My Uncle R committed suicide in 1981 using a handgun purchased for his part-time post-retirement job as a security guard at McDonald's. He left a strategically placed note for Aunt J, which she discovered lying on the kitchen table upon her return from grocery shopping. It was a short note, with no explanation and a couple of simple requests:
J: Don't go downstairs. No extraordinary measures. R
Join me below the orange curlicue for more about his life and death.
Uncle R's Life Story
Uncle R was born in 1919, grew up during the Great Depression, and served 4 years in the US Army during World War 2. He achieved the rank of Staff Sergeant and saw things no human being should ever have to see. After the war, he returned to his job at Chrysler's Jefferson Avenue Plant, eventually rising to Shift Supervisor and then retiring with pension and retiree benefits.
His first wife died young, in her 30s. Uncle R remarried after a while to a widow with two children. Being old school Catholics, it was a marriage of convenience and as far as I know from overhearing (eavesdropping? who, me?) my parents, it was never consummated. Thus entered Aunt J and Cousin T into my life.
Guns and Mothers
As mentioned earlier, Uncle R acquired a .38 Police Special for his post-retirement job as a McDonald's security guard in Detroit. He hated the job. "The kids are rude and dangerous," he told me. "They have no respect for their elders, not even those carrying a gun."
Not to over-complicate things, but around this same time my grandmother was hospitalized for bowel surgery. With a long recovery and uncertain outcome ahead of her, Uncle R took over financial and medical affairs by dint of being eldest son. Because of Medicaid spend-down rules, he ended up in a sweet new Chrysler while she ended up in a local nursing home.
I didn't like seeing Grandma in a nursing home, so as soon as she was recovered enough for home care, I convinced Uncle R to release her from the nursing home and my girlfriend and I moved into her house in Detroit to care for her.
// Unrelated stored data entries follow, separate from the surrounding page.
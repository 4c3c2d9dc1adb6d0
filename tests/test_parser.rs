use mediaserve::http::parser::{
    RequestParser, extract_method, extract_query_params, extract_target, parse_range,
};
use mediaserve::http::request::{ByteRange, Method, Request};
use std::collections::HashMap;

fn parse(bytes: &[u8]) -> Request {
    let mut parser = RequestParser::new();
    parser.add(bytes);
    parser.into_request()
}

fn params(pairs: &[(&str, &str)]) -> HashMap<String, String> {
    pairs
        .iter()
        .map(|(k, v)| (k.to_string(), v.to_string()))
        .collect()
}

#[test]
fn test_parse_get_with_query() {
    let req = parse(b"GET /a/b?x=1&y HTTP/1.1\r\n\r\n");

    assert!(req.complete);
    assert_eq!(req.method, Method::GET);
    assert_eq!(req.target, "a/b");
    assert_eq!(req.query_params, params(&[("x", "1"), ("y", "")]));
    assert_eq!(req.range, None);
}

#[test]
fn test_extract_methods() {
    assert_eq!(extract_method("GET / HTTP1.1"), Method::GET);
    assert_eq!(extract_method("HEAD / HTTP1.1"), Method::HEAD);
    assert_eq!(extract_method("POST / HTTP1.1"), Method::POST);
    assert_eq!(extract_method("Error / HTTP1.1"), Method::UNKNOWN);
    assert_eq!(extract_method("get / HTTP1.1"), Method::UNKNOWN);
    assert_eq!(extract_method(""), Method::UNKNOWN);
}

#[test]
fn test_target_normalization() {
    assert_eq!(extract_target("GET / HTTP1.1"), "");
    assert_eq!(extract_target("GET // HTTP1.1"), "");
    assert_eq!(extract_target("GET /// HTTP1.1"), "");
    assert_eq!(extract_target("GET /dir/file.txt HTTP1.1"), "dir/file.txt");
    assert_eq!(extract_target("GET /dir/file.txt/ HTTP1.1"), "dir/file.txt");
    assert_eq!(extract_target("GET /dir/file.txt?params HTTP1.1"), "dir/file.txt");
    assert_eq!(extract_target("GET /?params HTTP1.1"), "");
    assert_eq!(extract_target("GET //?params HTTP1.1"), "");
}

#[test]
fn test_target_never_absolute() {
    assert_eq!(extract_target("GET //etc/passwd HTTP/1.1"), "etc/passwd");
}

#[test]
fn test_target_keeps_dot_dot() {
    // Traversal is rejected when the response is classified, not here.
    assert_eq!(extract_target("GET /../secret HTTP/1.1"), "../secret");
}

#[test]
fn test_query_params() {
    assert!(extract_query_params("GET / HTTP1.1").is_empty());
    assert!(extract_query_params("GET /dir/file.txt? HTTP1.1").is_empty());
    assert!(extract_query_params("GET /? HTTP1.1").is_empty());
    assert_eq!(
        extract_query_params("GET /dir/file.txt?params HTTP1.1"),
        params(&[("params", "")])
    );
    assert_eq!(
        extract_query_params("GET /dir/file.txt?param1&param2&param3 HTTP1.1"),
        params(&[("param1", ""), ("param2", ""), ("param3", "")])
    );
    assert_eq!(
        extract_query_params("GET /dir/file.txt?param1=val1&param2=val2&param3=val3 HTTP1.1"),
        params(&[("param1", "val1"), ("param2", "val2"), ("param3", "val3")])
    );
    assert_eq!(
        extract_query_params("GET //?params HTTP1.1"),
        params(&[("params", "")])
    );
}

#[test]
fn test_query_params_last_duplicate_wins() {
    assert_eq!(
        extract_query_params("GET /f?rate=10&rate=20 HTTP/1.1"),
        params(&[("rate", "20")])
    );
}

#[test]
fn test_query_value_split_on_first_equals() {
    assert_eq!(
        extract_query_params("GET /f?expr=a=b HTTP/1.1"),
        params(&[("expr", "a=b")])
    );
}

#[test]
fn test_parse_range_values() {
    assert_eq!(
        parse_range("Range: bytes=0-1024"),
        Some(ByteRange { start: 0, end: Some(1024) })
    );
    assert_eq!(
        parse_range("Range: bytes=0-"),
        Some(ByteRange { start: 0, end: None })
    );
    assert_eq!(
        parse_range("Range: bytes=1024-"),
        Some(ByteRange { start: 1024, end: None })
    );
    assert_eq!(
        parse_range("Range: bytes=232128512-"),
        Some(ByteRange { start: 232128512, end: None })
    );
}

#[test]
fn test_parse_range_rejects_malformed() {
    assert_eq!(parse_range("Range: time=0-1024"), None);
    assert_eq!(parse_range("Range: Bytes=0-1024"), None);
    assert_eq!(parse_range("Range: bytes=1024"), None);
    assert_eq!(parse_range("Range:bytes=0-1"), None);
    assert_eq!(parse_range("Range bytes"), None);
}

#[test]
fn test_range_header_recorded() {
    let req = parse(b"GET /movie.webm HTTP/1.1\r\nHost: x\r\nRange: bytes=100-199\r\n\r\n");

    assert!(req.is_range_request());
    assert_eq!(req.range, Some(ByteRange { start: 100, end: Some(199) }));
}

#[test]
fn test_only_first_range_line_counts() {
    let req = parse(
        b"GET /f HTTP/1.1\r\nRange: bytes=1-2\r\nRange: bytes=3-4\r\n\r\n",
    );
    assert_eq!(req.range, Some(ByteRange { start: 1, end: Some(2) }));

    let req = parse(
        b"GET /f HTTP/1.1\r\nRange: time=1-2\r\nRange: bytes=3-4\r\n\r\n",
    );
    assert_eq!(req.range, None);
}

#[test]
fn test_malformed_range_is_ignored() {
    let req = parse(b"GET /f HTTP/1.1\r\nRange: time=0-1024\r\n\r\n");

    assert!(req.complete);
    assert!(!req.is_range_request());
}

#[test]
fn test_other_headers_ignored() {
    let req = parse(b"GET /f HTTP/1.1\r\nX-Range: bytes=0-1\r\nHost: a\r\n\r\n");

    assert_eq!(req.range, None);
    assert_eq!(req.target, "f");
}

#[test]
fn test_live_flag() {
    assert!(parse(b"GET /cam.ogv?live HTTP/1.1\r\n\r\n").is_live());
    assert!(parse(b"GET /cam.ogv?live=0 HTTP/1.1\r\n\r\n").is_live());
    assert!(!parse(b"GET /cam.ogv?rate=5 HTTP/1.1\r\n\r\n").is_live());
}

#[test]
fn test_incomplete_until_blank_line() {
    let mut parser = RequestParser::new();
    parser.add(b"GET /dir HTTP/1.1\r\nHost: example.com\r\n");
    assert!(!parser.is_complete());
    assert_eq!(parser.request().target, "dir");

    parser.add(b"\r");
    assert!(!parser.is_complete());

    parser.add(b"\n");
    assert!(parser.is_complete());
}

#[test]
fn test_split_chunks_match_single_add() {
    let raw: &[u8] =
        b"GET /media/clip.webm?rate=64&live HTTP/1.1\r\nHost: localhost\r\nRange: bytes=10-\r\n\r\n";
    let whole = parse(raw);

    for size in 1..=raw.len() {
        let mut parser = RequestParser::new();
        for chunk in raw.chunks(size) {
            assert!(!parser.is_complete());
            parser.add(chunk);
        }
        let split = parser.into_request();

        assert!(split.complete, "chunk size {size}");
        assert_eq!(split.method, whole.method);
        assert_eq!(split.target, whole.target);
        assert_eq!(split.query_params, whole.query_params);
        assert_eq!(split.range, whole.range);
    }
}

#[test]
fn test_request_ids_are_unique() {
    let a = RequestParser::new().into_request();
    let b = RequestParser::new().into_request();
    let c = Request::new();

    assert_ne!(a.id, b.id);
    assert_ne!(b.id, c.id);
    assert_ne!(a.id, c.id);
}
Uncle R kept financial control but we took over day to day activities, and in about 6 months she was self-sufficient and I moved out.
Grandma's release from the nursing home is important in that I believe it was a contributing factor in Uncle R's suicide.
Suicide
Uncle R was meticulous in life and meticulous in preparation for death. He kneeled down in the basement, arranged in a way that his body fell near a floor drain where blood could exit, and pulled the trigger. A bullet fired from a .38 revolver travels at about 1,000 feet per second, which means it passed through his brain in about 500 microseconds. For comparison, a human eye blink takes about 700 times as long.
I'm going to skip ahead a bit here because a later discussion with Cousin T becomes relevant.
After arriving home and finding his note and ignoring it by going downstairs and finding Uncle R's body, Aunt J called the police and my Cousin T. The police arrived and did what they do, the coroner arrived and did what she does, and then Cousin T arrived. It turned out that despite his meticulous planning, Uncle R had overlooked something.
"Mom couldn't go back downstairs," Cousin T told me. "I had to clean the blood and bone and brain from where it had splashed on the wall." He paused and looked away, then added, with an odd catch in his voice, "That man saved my life. I was running wild as a teenager. I got busted after I crashed a stolen car. He sat me down and read me the riot act. He would not back down. He believed in me. It changed my life."
Aftermath
Naturally, Aunt J blamed herself. People who commit suicide either don't think about how survivors will feel or, sometimes, they think everyone will be relieved, if not downright happy, that they're gone. Survivors, of course, usually think otherwise. Aunt J became a recluse, drank too much, and gradually withered away. But what was practically instantaneous for Uncle R took her 30 years.
I even blame myself to some extent. What if I had just left Grandma in the nursing home? After all, I added guilt about dumping her there to his existing burdens, and as a young man of 22, with all the arrogance that implies, I had more than once expressed my contempt of that decision.
Who knows, though? Suicide is an intensely personal matter, and only the person committing it truly knows why.
If it weren't so sad, it would amuse me how hard guns rights advocates work at dissociating suicide from gun violence. "There's only 11,000 gun homicides a year in the U.S.," they brag, conveniently forgetting the 19,000 suicide deaths and 1,000 accidental deaths that also happen year in and year out. "But those don't count," they bleat. "If not a gun, they'd use something else."
Perhaps. But no other method is as fast and convenient and effective, things that Americans value above all other things. Even life, apparently.